### Problem requirements
Of the entries below, restate word for word only the section that runs from the line with "use crate::errors::AppError;" to the line with "pub struct IdPath(pub i32);", counting both ends.

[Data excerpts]
↓
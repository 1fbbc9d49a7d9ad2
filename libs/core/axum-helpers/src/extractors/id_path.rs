//! Integer path parameter extractor.

use crate::errors::AppError;
use axum::{
    extract::{FromRequestParts, Path},
    http::request::Parts,
    response::{IntoResponse, Response},
};

/// Extractor for integer id path parameters.
///
/// A segment that does not parse as `i32` cannot name any record, so it is
/// rejected as 404 rather than 400.
///
/// ```ignore
/// use axum::routing::put;
/// use axum_helpers::extractors::IdPath;
///
/// async fn update(IdPath(id): IdPath) -> String {
///     format!("user {}", id)
/// }
///
/// let app = Router::new().route("/users/{id}", put(update));
/// ```
#[derive(Debug, Clone, Copy, PartialEq, Eq)]
pub struct IdPath(pub i32);

impl<S> FromRequestParts<S> for IdPath
where
    S: Send + Sync,
{
    type Rejection = Response;

    async fn from_request_parts(parts: &mut Parts, state: &S) -> Result<Self, Self::Rejection> {
        let Path(raw) = Path::<String>::from_request_parts(parts, state)
            .await
            .map_err(|e| e.into_response())?;

        raw.parse::<i32>()
            .map(IdPath)
            .map_err(|_| AppError::NotFound(format!("No record with id '{}'", raw)).into_response())
    }
}
pub mod codes;
pub mod handlers;

pub use codes::ErrorCode;

use axum::{
    Json,
    http::StatusCode,
    response::{IntoResponse, Response},
};
use serde::Serialize;
use thiserror::Error;
use utoipa::ToSchema;

/// Error body for framework-level failures.
///
/// ```json
/// {
///   "code": 1004,
///   "error": "not found",
///   "message": "The requested resource was not found"
/// }
/// ```
#[derive(Debug, Serialize, ToSchema)]
pub struct ErrorResponse {
    /// Integer error code for logging and monitoring
    pub code: i32,
    /// Short lowercase error label
    pub error: String,
    /// Human-readable error message
    pub message: String,
}

/// Framework-level errors converted straight into [`ErrorResponse`] bodies.
#[derive(Debug, Error)]
#[non_exhaustive]
pub enum AppError {
    #[error("Not Found: {0}")]
    NotFound(String),

    #[error("Internal Server Error: {0}")]
    InternalServerError(String),
}

impl AppError {
    pub fn status(&self) -> StatusCode {
        match self {
            AppError::NotFound(_) => StatusCode::NOT_FOUND,
            AppError::InternalServerError(_) => StatusCode::INTERNAL_SERVER_ERROR,
        }
    }
}

impl IntoResponse for AppError {
    fn into_response(self) -> Response {
        let status = self.status();
        let (code, message) = match self {
            AppError::NotFound(msg) => {
                tracing::info!(error_code = ErrorCode::NotFound.code(), "Not found: {}", msg);
                (ErrorCode::NotFound, msg)
            }
            AppError::InternalServerError(msg) => {
                // Logged in full, never returned to the client
                tracing::error!(error_code = ErrorCode::InternalError.code(), "Internal error: {}", msg);
                (
                    ErrorCode::InternalError,
                    ErrorCode::InternalError.default_message().to_string(),
                )
            }
        };

        error_response(status, message, code)
    }
}

/// Human-readable label used as the `error` field.
pub fn error_label(code: ErrorCode) -> &'static str {
    match code {
        ErrorCode::ValidationError => "bad request",
        ErrorCode::NotFound => "not found",
        ErrorCode::Conflict => "conflict",
        ErrorCode::InternalError => "internal error",
    }
}

/// Build an [`ErrorResponse`] with the given status.
pub fn error_response(status: StatusCode, message: String, error_code: ErrorCode) -> Response {
    let body = ErrorResponse {
        code: error_code.code(),
        error: error_label(error_code).to_string(),
        message,
    };

    (status, Json(body)).into_response()
}
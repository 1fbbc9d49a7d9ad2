use core_config::{AppInfo, FromEnv, app_info, env_optional, server::ServerConfig};
use database::postgres::PostgresConfig;

pub use core_config::Environment;

/// Application-specific configuration
/// Composes shared config components from the `config` library
#[derive(Clone, Debug)]
pub struct Config {
    pub app: AppInfo,
    /// `None` runs the service on the in-memory store
    pub database: Option<PostgresConfig>,
    pub server: ServerConfig,
    pub environment: Environment,
}

impl Config {
    pub fn from_env() -> eyre::Result<Self> {
        let environment = Environment::from_env();
        let server = ServerConfig::from_env()?; // Uses defaults: HOST=0.0.0.0, PORT=8080
        let database = match env_optional("DATABASE_URL") {
            Some(_) => Some(PostgresConfig::from_env()?),
            None => None,
        };

        Ok(Self {
            app: app_info!(),
            database,
            server,
            environment,
        })
    }
}
//! The Modbus link a device session reads its registers through.
//!
//! [`ModbusClient`] speaks Modbus RTU or Modbus TCP over anything implementing
//! [embedded_io::Read] & [embedded_io::Write]. [`connect`] opens such a link from a
//! [`Config`], over a TCP socket or a serial port.

use std::{
    io,
    net::{TcpStream, ToSocketAddrs},
    time::Duration,
};

use embedded_io::Error as _;
use log::trace;
use rmodbus::ModbusProto;

use crate::{
    config::Config,
    error::{Error, Result},
};

/// Most registers a single read holding registers request may ask for.
pub const MAX_READ: u16 = 125;

/// Blocking "read N registers starting at A" primitive the decode core is built on.
pub trait Transport {
    /// Fill `dest` with the holding registers starting at `address`.
    ///
    /// I/O timeouts and disconnects come back as transient errors, Modbus exceptions for
    /// an illegal function, address or value as fatal ones.
    fn read_holding_registers(&mut self, address: u16, dest: &mut [u16]) -> Result<()>;

    /// Release the link. Later reads fail with [`Error::Disconnected`].
    fn disconnect(&mut self) -> Result<()>;
}

impl<T: Transport + ?Sized> Transport for &mut T {
    fn read_holding_registers(&mut self, address: u16, dest: &mut [u16]) -> Result<()> {
        (**self).read_holding_registers(address, dest)
    }

    fn disconnect(&mut self) -> Result<()> {
        (**self).disconnect()
    }
}

/// A Modbus client over a byte stream.
///
/// `L` is the size of the frame buffer; the default fits a full 125 register TCP response.
pub struct ModbusClient<S: embedded_io::Read + embedded_io::Write, const L: usize = 260> {
    interface: S,
    unit_id: u8,
    proto: ModbusProto,
    /// Log every frame sent and received.
    debug: bool,
    connected: bool,
}

impl<S: embedded_io::Read + embedded_io::Write, const L: usize> ModbusClient<S, L> {
    /// Create a Modbus RTU client with the given interface and unit ID.
    pub fn rtu(interface: S, unit_id: u8) -> Self {
        Self::new(interface, unit_id, ModbusProto::Rtu)
    }

    /// Create a Modbus TCP client with the given interface and unit ID.
    pub fn tcp(interface: S, unit_id: u8) -> Self {
        Self::new(interface, unit_id, ModbusProto::TcpUdp)
    }

    fn new(interface: S, unit_id: u8, proto: ModbusProto) -> Self {
        Self {
            interface,
            unit_id,
            proto,
            debug: false,
            connected: true,
        }
    }

    pub fn with_debug(mut self, debug: bool) -> Self {
        self.debug = debug;
        self
    }

    pub fn unit_id(&self) -> u8 {
        self.unit_id
    }

    /// Give back the underlying interface.
    pub fn into_inner(self) -> S {
        self.interface
    }

    fn is_tcp(&self) -> bool {
        matches!(self.proto, ModbusProto::TcpUdp)
    }

    /// Bytes needed before the total frame length is known.
    fn header_len(&self) -> usize {
        if self.is_tcp() { 6 } else { 3 }
    }

    /// Total frame length implied by a received header, if enough of it has arrived.
    fn frame_len(&self, head: &[u8]) -> Option<usize> {
        if head.len() < self.header_len() {
            return None;
        }
        if self.is_tcp() {
            // MBAP length counts the unit id and everything after it.
            Some(6 + u16::from_be_bytes([head[4], head[5]]) as usize)
        } else if head[1] & 0x80 != 0 {
            // Exception: unit, function, code, CRC.
            Some(5)
        } else {
            // Unit, function, byte count, data, CRC.
            Some(5 + head[2] as usize)
        }
    }

    /// Read one whole response frame into `frame`.
    fn receive(&mut self, frame: &mut heapless::Vec<u8, L>) -> Result<()> {
        let mut temp_buf = [0u8; 32];
        loop {
            let wanted = match self.frame_len(frame) {
                Some(total) if frame.len() >= total => return Ok(()),
                Some(total) => total - frame.len(),
                None => self.header_len() - frame.len(),
            };
            let chunk = wanted.min(temp_buf.len());

            match self.interface.read(&mut temp_buf[..chunk]) {
                Ok(0) => {
                    self.connected = false;
                    return Err(Error::Disconnected);
                }
                Ok(bytes_read) => frame
                    .extend_from_slice(&temp_buf[..bytes_read])
                    .map_err(|_| Error::BufferError)?,
                Err(e) => return Err(Error::from_io_kind(e.kind())),
            }
        }
    }
}

impl<S: embedded_io::Read + embedded_io::Write, const L: usize> Transport for ModbusClient<S, L> {
    fn read_holding_registers(&mut self, address: u16, dest: &mut [u16]) -> Result<()> {
        if !self.connected {
            return Err(Error::Disconnected);
        }
        let count = u16::try_from(dest.len()).map_err(|_| Error::InvalidArgument("count"))?;
        if count == 0 || count > MAX_READ {
            return Err(Error::InvalidArgument("count"));
        }

        let mut buff: heapless::Vec<u8, L> = heapless::Vec::new();
        let mut req = rmodbus::client::ModbusRequest::new(self.unit_id, self.proto);
        req.generate_get_holdings(address, count, &mut buff)?;
        if self.debug {
            trace!("TX {:02X?}", buff.as_slice());
        }

        self.interface
            .write_all(&buff)
            .map_err(|e| Error::from_io_kind(e.kind()))?;
        self.interface
            .flush()
            .map_err(|e| Error::from_io_kind(e.kind()))?;

        // Reuse same buffer when reading back
        buff.clear();
        self.receive(&mut buff)?;
        if self.debug {
            trace!("RX {:02X?}", buff.as_slice());
        }

        let mut parsed_data: heapless::Vec<u16, 128> = heapless::Vec::new();
        req.parse_u16(&buff, &mut parsed_data)?;
        if parsed_data.len() < dest.len() {
            return Err(Error::InvalidResponse);
        }
        dest.copy_from_slice(&parsed_data[..dest.len()]);
        Ok(())
    }

    fn disconnect(&mut self) -> Result<()> {
        self.connected = false;
        self.interface
            .flush()
            .map_err(|e| Error::from_io_kind(e.kind()))
    }
}

/// I/O error of a [`Link`].
#[derive(Debug)]
pub struct LinkError(io::Error);

impl core::fmt::Display for LinkError {
    fn fmt(&self, f: &mut core::fmt::Formatter<'_>) -> core::fmt::Result {
        write!(f, "{}", self.0)
    }
}

impl std::error::Error for LinkError {
    fn source(&self) -> Option<&(dyn std::error::Error + 'static)> {
        Some(&self.0)
    }
}

impl embedded_io::Error for LinkError {
    fn kind(&self) -> embedded_io::ErrorKind {
        io_kind(&self.0)
    }
}

/// Map a std I/O error onto the embedded-io error kinds.
///
/// A socket read timeout surfaces as `WouldBlock` on unix, so it is reported as a timeout.
pub fn io_kind(err: &io::Error) -> embedded_io::ErrorKind {
    match err.kind() {
        io::ErrorKind::NotFound => embedded_io::ErrorKind::NotFound,
        io::ErrorKind::PermissionDenied => embedded_io::ErrorKind::PermissionDenied,
        io::ErrorKind::ConnectionRefused => embedded_io::ErrorKind::ConnectionRefused,
        io::ErrorKind::ConnectionReset => embedded_io::ErrorKind::ConnectionReset,
        io::ErrorKind::ConnectionAborted => embedded_io::ErrorKind::ConnectionAborted,
        io::ErrorKind::NotConnected => embedded_io::ErrorKind::NotConnected,
        io::ErrorKind::AddrInUse => embedded_io::ErrorKind::AddrInUse,
        io::ErrorKind::AddrNotAvailable => embedded_io::ErrorKind::AddrNotAvailable,
        io::ErrorKind::BrokenPipe => embedded_io::ErrorKind::BrokenPipe,
        io::ErrorKind::AlreadyExists => embedded_io::ErrorKind::AlreadyExists,
        io::ErrorKind::InvalidInput => embedded_io::ErrorKind::InvalidInput,
        io::ErrorKind::InvalidData => embedded_io::ErrorKind::InvalidData,
        io::ErrorKind::TimedOut | io::ErrorKind::WouldBlock => embedded_io::ErrorKind::TimedOut,
        io::ErrorKind::Interrupted => embedded_io::ErrorKind::Interrupted,
        io::ErrorKind::Unsupported => embedded_io::ErrorKind::Unsupported,
        io::ErrorKind::OutOfMemory => embedded_io::ErrorKind::OutOfMemory,
        _ => embedded_io::ErrorKind::Other,
    }
}

/// An open TCP socket or serial port.
pub enum Link {
    Tcp(TcpStream),
    Serial(Box<dyn serialport::SerialPort>),
}

impl embedded_io::ErrorType for Link {
    type Error = LinkError;
}

impl embedded_io::Read for Link {
    fn read(&mut self, buf: &mut [u8]) -> core::result::Result<usize, Self::Error> {
        match self {
            Link::Tcp(stream) => io::Read::read(stream, buf),
            Link::Serial(port) => io::Read::read(port, buf),
        }
        .map_err(LinkError)
    }
}

impl embedded_io::Write for Link {
    fn write(&mut self, buf: &[u8]) -> core::result::Result<usize, Self::Error> {
        match self {
            Link::Tcp(stream) => io::Write::write(stream, buf),
            Link::Serial(port) => io::Write::write(port, buf),
        }
        .map_err(LinkError)
    }

    fn flush(&mut self) -> core::result::Result<(), Self::Error> {
        match self {
            Link::Tcp(stream) => io::Write::flush(stream),
            Link::Serial(port) => io::Write::flush(port),
        }
        .map_err(LinkError)
    }
}

fn link_error(err: io::Error) -> Error {
    Error::from_io_kind(io_kind(&err))
}

fn open_tcp(config: &Config, timeout: Duration) -> Result<TcpStream> {
    let port = u16::try_from(config.port).map_err(|_| Error::InvalidArgument("port"))?;
    let mut last_error = Error::InvalidArgument("host");
    for addr in (config.host.as_str(), port)
        .to_socket_addrs()
        .map_err(link_error)?
    {
        match TcpStream::connect_timeout(&addr, timeout) {
            Ok(stream) => {
                stream.set_read_timeout(Some(timeout)).map_err(link_error)?;
                stream.set_write_timeout(Some(timeout)).map_err(link_error)?;
                stream.set_nodelay(true).map_err(link_error)?;
                return Ok(stream);
            }
            Err(err) => last_error = link_error(err),
        }
    }
    Err(last_error)
}

fn open_serial(config: &Config, timeout: Duration) -> Result<Box<dyn serialport::SerialPort>> {
    serialport::new(config.device.as_str(), config.baud)
        .data_bits(serialport::DataBits::Eight)
        .parity(serialport::Parity::None)
        .stop_bits(serialport::StopBits::One)
        .flow_control(serialport::FlowControl::None)
        .timeout(timeout)
        .open()
        .map_err(|err| link_error(err.into()))
}

/// Open the link described by `config`: Modbus TCP to `host:port`, or Modbus RTU on
/// `device` at `baud`, 8-N-1.
pub fn connect(config: &Config) -> Result<ModbusClient<Link>> {
    config.validate()?;
    let timeout = Duration::from_micros(config.timeout().to_micros());

    let client = if config.use_tcp {
        let stream = open_tcp(config, timeout)?;
        ModbusClient::tcp(Link::Tcp(stream), config.slave_id)
    } else {
        let port = open_serial(config, timeout)?;
        ModbusClient::rtu(Link::Serial(port), config.slave_id)
    };
    Ok(client.with_debug(config.debug))
}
↑
### Written solution
use crate::errors::AppError;
use axum::{
    extract::{FromRequestParts, Path},
    http::request::Parts,
    response::{IntoResponse, Response},
};

/// Extractor for integer id path parameters.
///
/// A segment that does not parse as `i32` cannot name any record, so it is
/// rejected as 404 rather than 400.
///
/// ```ignore
/// use axum::routing::put;
/// use axum_helpers::extractors::IdPath;
///
/// async fn update(IdPath(id): IdPath) -> String {
///     format!("user {}", id)
/// }
///
/// let app = Router::new().route("/users/{id}", put(update));
/// ```
#[derive(Debug, Clone, Copy, PartialEq, Eq)]
pub struct IdPath(pub i32);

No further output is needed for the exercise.